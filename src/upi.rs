//! UPI payment URI validation and payee extraction.
//!
//! A UPI deep link looks like `upi://pay?pa=merchant@bank&pn=Name&am=10`.
//! The payee address (`pa`) is the virtual payment address this pipeline
//! exists to extract.

use percent_encoding::percent_decode_str;

use crate::error::ExtractError;

/// URI scheme prefix a payload must start with to count as a UPI link.
const UPI_SCHEME: &str = "upi://";

/// Validate a decoded payload as a UPI payment URI and pull out the payee
/// address. The scheme must anchor the payload; a QR code that merely
/// mentions `upi://` somewhere in other text is not a payment link.
pub fn validate_upi_payload(payload: &str) -> Result<String, ExtractError> {
    let payload = payload.trim();
    if !payload.starts_with(UPI_SCHEME) {
        return Err(ExtractError::NotUpiPayload);
    }

    let query = match payload.split_once('?') {
        Some((_, query)) => query,
        None => return Err(ExtractError::MissingPayee),
    };

    let payee = query_param(query, "pa").ok_or(ExtractError::MissingPayee)?;
    let payee = payee.trim();
    if payee.is_empty() {
        return Err(ExtractError::MissingPayee);
    }

    log::debug!("extracted payee address ({} chars)", payee.len());
    Ok(payee.to_string())
}

/// First occurrence of `key` in an x-www-form-urlencoded query string.
/// Later duplicates are ignored.
fn query_param(query: &str, key: &str) -> Option<String> {
    for pair in query.split('&') {
        if pair.is_empty() {
            continue;
        }
        let (name, value) = match pair.split_once('=') {
            Some((name, value)) => (name, value),
            None => (pair, ""),
        };
        if name == key {
            return Some(decode_component(value));
        }
    }
    None
}

/// Form decoding: '+' is a space, then percent escapes. Invalid UTF-8
/// escapes are replaced rather than rejected.
fn decode_component(raw: &str) -> String {
    let plus_decoded = raw.replace('+', " ");
    percent_decode_str(&plus_decoded)
        .decode_utf8_lossy()
        .into_owned()
}
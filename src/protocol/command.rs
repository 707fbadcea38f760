//! Outbound control commands.
//!
//! ```text
//! {"command":"subscribe","identifier":"{\"channel\":\"AgentChannel\"}"}
//! {"command":"message","identifier":"...","data":"{\"action\":\"speak\",\"text\":\"hi\"}"}
//! ```

// Rust guideline compliant 2026-02

use serde::{Deserialize, Serialize};

use super::identifier::ChannelIdentifier;
use crate::error::ClientError;

/// Command kind for subscribing to a channel.
pub const SUBSCRIBE: &str = "subscribe";
/// Command kind for cancelling a subscription.
pub const UNSUBSCRIBE: &str = "unsubscribe";
/// Command kind for invoking a channel action.
pub const MESSAGE: &str = "message";

/// A control frame sent from client to server.
///
/// Built once per call and not retained.
#[derive(Debug, Clone, PartialEq, Serialize, Deserialize)]
pub struct Command {
    /// Command kind (`subscribe`, `unsubscribe`, `message`, ...).
    pub command: String,
    /// Target channel.
    pub identifier: ChannelIdentifier,
    /// Optional payload, omitted from the wire when absent.
    #[serde(default, skip_serializing_if = "Option::is_none")]
    pub data: Option<serde_json::Value>,
}

impl Command {
    /// Build a command of an arbitrary kind for `channel`.
    pub fn new(kind: impl Into<String>, channel: impl Into<String>) -> Self {
        Self {
            command: kind.into(),
            identifier: ChannelIdentifier::new(channel),
            data: None,
        }
    }

    /// `subscribe` command for `channel`.
    pub fn subscribe(channel: impl Into<String>) -> Self {
        Self::new(SUBSCRIBE, channel)
    }

    /// `unsubscribe` command for `channel`.
    pub fn unsubscribe(channel: impl Into<String>) -> Self {
        Self::new(UNSUBSCRIBE, channel)
    }

    /// `message` command invoking `action` on `channel`.
    ///
    /// The server expects `data` as a JSON *string* holding the action name
    /// merged with the caller's fields. Non-object `data` contributes nothing.
    pub fn perform(channel: impl Into<String>, action: &str, data: serde_json::Value) -> Self {
        let mut data_obj = serde_json::json!({ "action": action });
        if let serde_json::Value::Object(map) = data {
            for (k, v) in map {
                data_obj[&k] = v;
            }
        }
        Self::new(MESSAGE, channel).with_data(serde_json::Value::String(data_obj.to_string()))
    }

    /// Attach a payload.
    #[must_use]
    pub fn with_data(mut self, data: serde_json::Value) -> Self {
        self.data = Some(data);
        self
    }

    /// Channel this command targets.
    #[must_use]
    pub fn channel(&self) -> &str {
        self.identifier.channel()
    }

    /// Serialize to the text sent over the transport.
    pub fn encode(&self) -> Result<String, ClientError> {
        serde_json::to_string(self).map_err(|e| {
            ClientError::Write(format!("failed to encode {} command: {e}", self.command))
        })
    }
}
//! Dispatch task bodies.
//!
//! Each registered callback becomes one task. Looping tasks select between
//! their hub slot and the shutdown token, biased towards shutdown so no
//! callback fires once the client is closed.

// Rust guideline compliant 2026-02

use std::future::Future;

use futures_util::future::BoxFuture;
use tokio_util::sync::CancellationToken;

use super::connection::Connection;
use crate::hub::SlotReceiver;
use crate::protocol::Frame;

/// What a task is handed when the client starts serving.
#[derive(Debug, Clone)]
pub(crate) struct TaskContext {
    pub(crate) conn: Connection,
    pub(crate) shutdown: CancellationToken,
}

/// A registered callback, waiting for `serve()` to start it.
pub(crate) type DispatchTask = Box<dyn FnOnce(TaskContext) -> BoxFuture<'static, ()> + Send>;

/// Take items from `rx` until shutdown, handing each to `handle`.
///
/// `handle` returns `None` to skip an item without invoking the callback.
pub(crate) async fn run_slot_loop<T, F, Fut>(
    label: &'static str,
    rx: SlotReceiver<T>,
    ctx: TaskContext,
    mut handle: F,
) where
    F: FnMut(Connection, T) -> Option<Fut>,
    Fut: Future<Output = anyhow::Result<()>>,
{
    log::debug!("[Cable] {} task started", label);
    loop {
        let item = tokio::select! {
            biased;
            () = ctx.shutdown.cancelled() => break,
            item = rx.recv() => match item {
                Some(item) => item,
                None => break,
            },
        };

        if let Some(callback) = handle(ctx.conn.clone(), item) {
            log_failure(label, callback.await);
        }
    }
    log::debug!("[Cable] {} task stopped", label);
}

/// Skip frames for other channels.
pub(crate) fn is_for_channel(frame: &Frame, channel: &str) -> bool {
    frame
        .identifier()
        .is_some_and(|identifier| identifier.channel() == channel)
}

pub(crate) fn log_failure(label: &str, result: anyhow::Result<()>) {
    if let Err(e) = result {
        log::warn!("[Cable] {} callback failed: {:#}", label, e);
    }
}

#[cfg(test)]
mod tests {
    use super::*;
    use crate::protocol::ChannelIdentifier;

    #[test]
    fn test_is_for_channel() {
        let frame = Frame::event("event", "A", serde_json::json!({}));
        assert!(is_for_channel(&frame, "A"));
        assert!(!is_for_channel(&frame, "B"));

        let confirm = Frame::with_type("confirm_subscription")
            .with_identifier(ChannelIdentifier::new("B"));
        assert!(!is_for_channel(&confirm, "A"));
        assert!(!is_for_channel(&Frame::welcome(), "A"));
    }
}
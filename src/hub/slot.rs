//! Unbuffered single-consumer handoff slot.
//!
//! A [`Slot`] hands one item at a time from a producer to whichever
//! [`SlotReceiver`] is waiting. [`Slot::deliver`] does not return until a
//! receiver has taken the item, so a slow receiver stalls the producer and
//! nothing queues up behind it.
//!
//! When several receivers wait on the same slot, exactly one of them takes a
//! given item. This is delivery to a single consumer, not multicast.

// Rust guideline compliant 2026-02

use std::sync::atomic::{AtomicUsize, Ordering};
use std::sync::Arc;

use tokio::sync::{mpsc, oneshot, Mutex};

/// An item in flight together with the acknowledgement the taker fires.
#[derive(Debug)]
struct Handoff<T> {
    item: T,
    taken: oneshot::Sender<()>,
}

/// Producer side of a handoff slot.
#[derive(Debug)]
pub struct Slot<T> {
    name: &'static str,
    /// Serializes producers so the buffered handoff is always the caller's own.
    send_lock: Mutex<()>,
    tx: mpsc::Sender<Handoff<T>>,
    rx: Arc<Mutex<mpsc::Receiver<Handoff<T>>>>,
    consumers: Arc<AtomicUsize>,
}

/// Consumer side of a handoff slot. Dropping it unregisters the consumer.
#[derive(Debug)]
pub struct SlotReceiver<T> {
    name: &'static str,
    rx: Arc<Mutex<mpsc::Receiver<Handoff<T>>>>,
    consumers: Arc<AtomicUsize>,
}

impl<T> Slot<T> {
    /// Create an empty slot. `name` appears in log lines.
    #[must_use]
    pub fn new(name: &'static str) -> Self {
        // Capacity 1 holds the single in-flight handoff; the producer waits
        // for its acknowledgement before offering another.
        let (tx, rx) = mpsc::channel(1);
        Self {
            name,
            send_lock: Mutex::new(()),
            tx,
            rx: Arc::new(Mutex::new(rx)),
            consumers: Arc::new(AtomicUsize::new(0)),
        }
    }

    /// Slot name.
    #[must_use]
    pub fn name(&self) -> &'static str {
        self.name
    }

    /// Register a consumer.
    #[must_use]
    pub fn receiver(&self) -> SlotReceiver<T> {
        self.consumers.fetch_add(1, Ordering::SeqCst);
        SlotReceiver {
            name: self.name,
            rx: Arc::clone(&self.rx),
            consumers: Arc::clone(&self.consumers),
        }
    }

    /// Number of registered consumers.
    #[must_use]
    pub fn consumer_count(&self) -> usize {
        self.consumers.load(Ordering::SeqCst)
    }

    /// Hand `item` to one waiting consumer, waiting until it is taken.
    ///
    /// Returns the item back when no consumer is registered, since none can
    /// ever take it. There is no timeout: if consumers exist but none is
    /// receiving, this waits until one is.
    ///
    /// Dropping the returned future before a consumer takes the item
    /// withdraws it, so a consumer that starts receiving later never sees it.
    pub async fn deliver(&self, item: T) -> Result<(), T> {
        if self.consumer_count() == 0 {
            return Err(item);
        }

        let _producer = self.send_lock.lock().await;
        let (taken, taken_rx) = oneshot::channel();
        if let Err(mpsc::error::SendError(handoff)) = self.tx.send(Handoff { item, taken }).await {
            return Err(handoff.item);
        }

        let mut withdraw = Withdraw {
            name: self.name,
            rx: &self.rx,
            armed: true,
        };
        // The receiver half lives as long as the slot, so the handoff is only
        // dropped unacknowledged when the slot itself goes away.
        if taken_rx.await.is_err() {
            log::trace!("[Cable] {} slot dropped an in-flight item", self.name);
        }
        withdraw.armed = false;
        Ok(())
    }
}

/// Pulls an untaken handoff back out of the buffer when `deliver` is
/// cancelled mid-flight.
///
/// If a consumer holds the receiver lock it is already waiting on the buffer
/// and takes the item as part of the cancelled delivery.
struct Withdraw<'a, T> {
    name: &'static str,
    rx: &'a Mutex<mpsc::Receiver<Handoff<T>>>,
    armed: bool,
}

impl<T> Drop for Withdraw<'_, T> {
    fn drop(&mut self) {
        if !self.armed {
            return;
        }
        if let Ok(mut rx) = self.rx.try_lock() {
            if rx.try_recv().is_ok() {
                log::trace!("[Cable] {} slot withdrew an untaken item", self.name);
            }
        }
    }
}

impl<T> SlotReceiver<T> {
    /// Wait for the next item. Cancel safe: an item is never lost when the
    /// returned future is dropped before completion.
    pub async fn recv(&self) -> Option<T> {
        let mut rx = self.rx.lock().await;
        let handoff = rx.recv().await?;
        let _ = handoff.taken.send(());
        Some(handoff.item)
    }

    /// Slot name.
    #[must_use]
    pub fn name(&self) -> &'static str {
        self.name
    }
}

impl<T> Drop for SlotReceiver<T> {
    fn drop(&mut self) {
        self.consumers.fetch_sub(1, Ordering::SeqCst);
    }
}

# [TASK TO CARRY OUT]
Which lines of the data above contain the string "Deserialize"? Copy each of them.

# [RESULT OF THIS EXERCISE]
use serde::{Deserialize, Serialize};
#[derive(Debug, Clone, PartialEq, Serialize, Deserialize)]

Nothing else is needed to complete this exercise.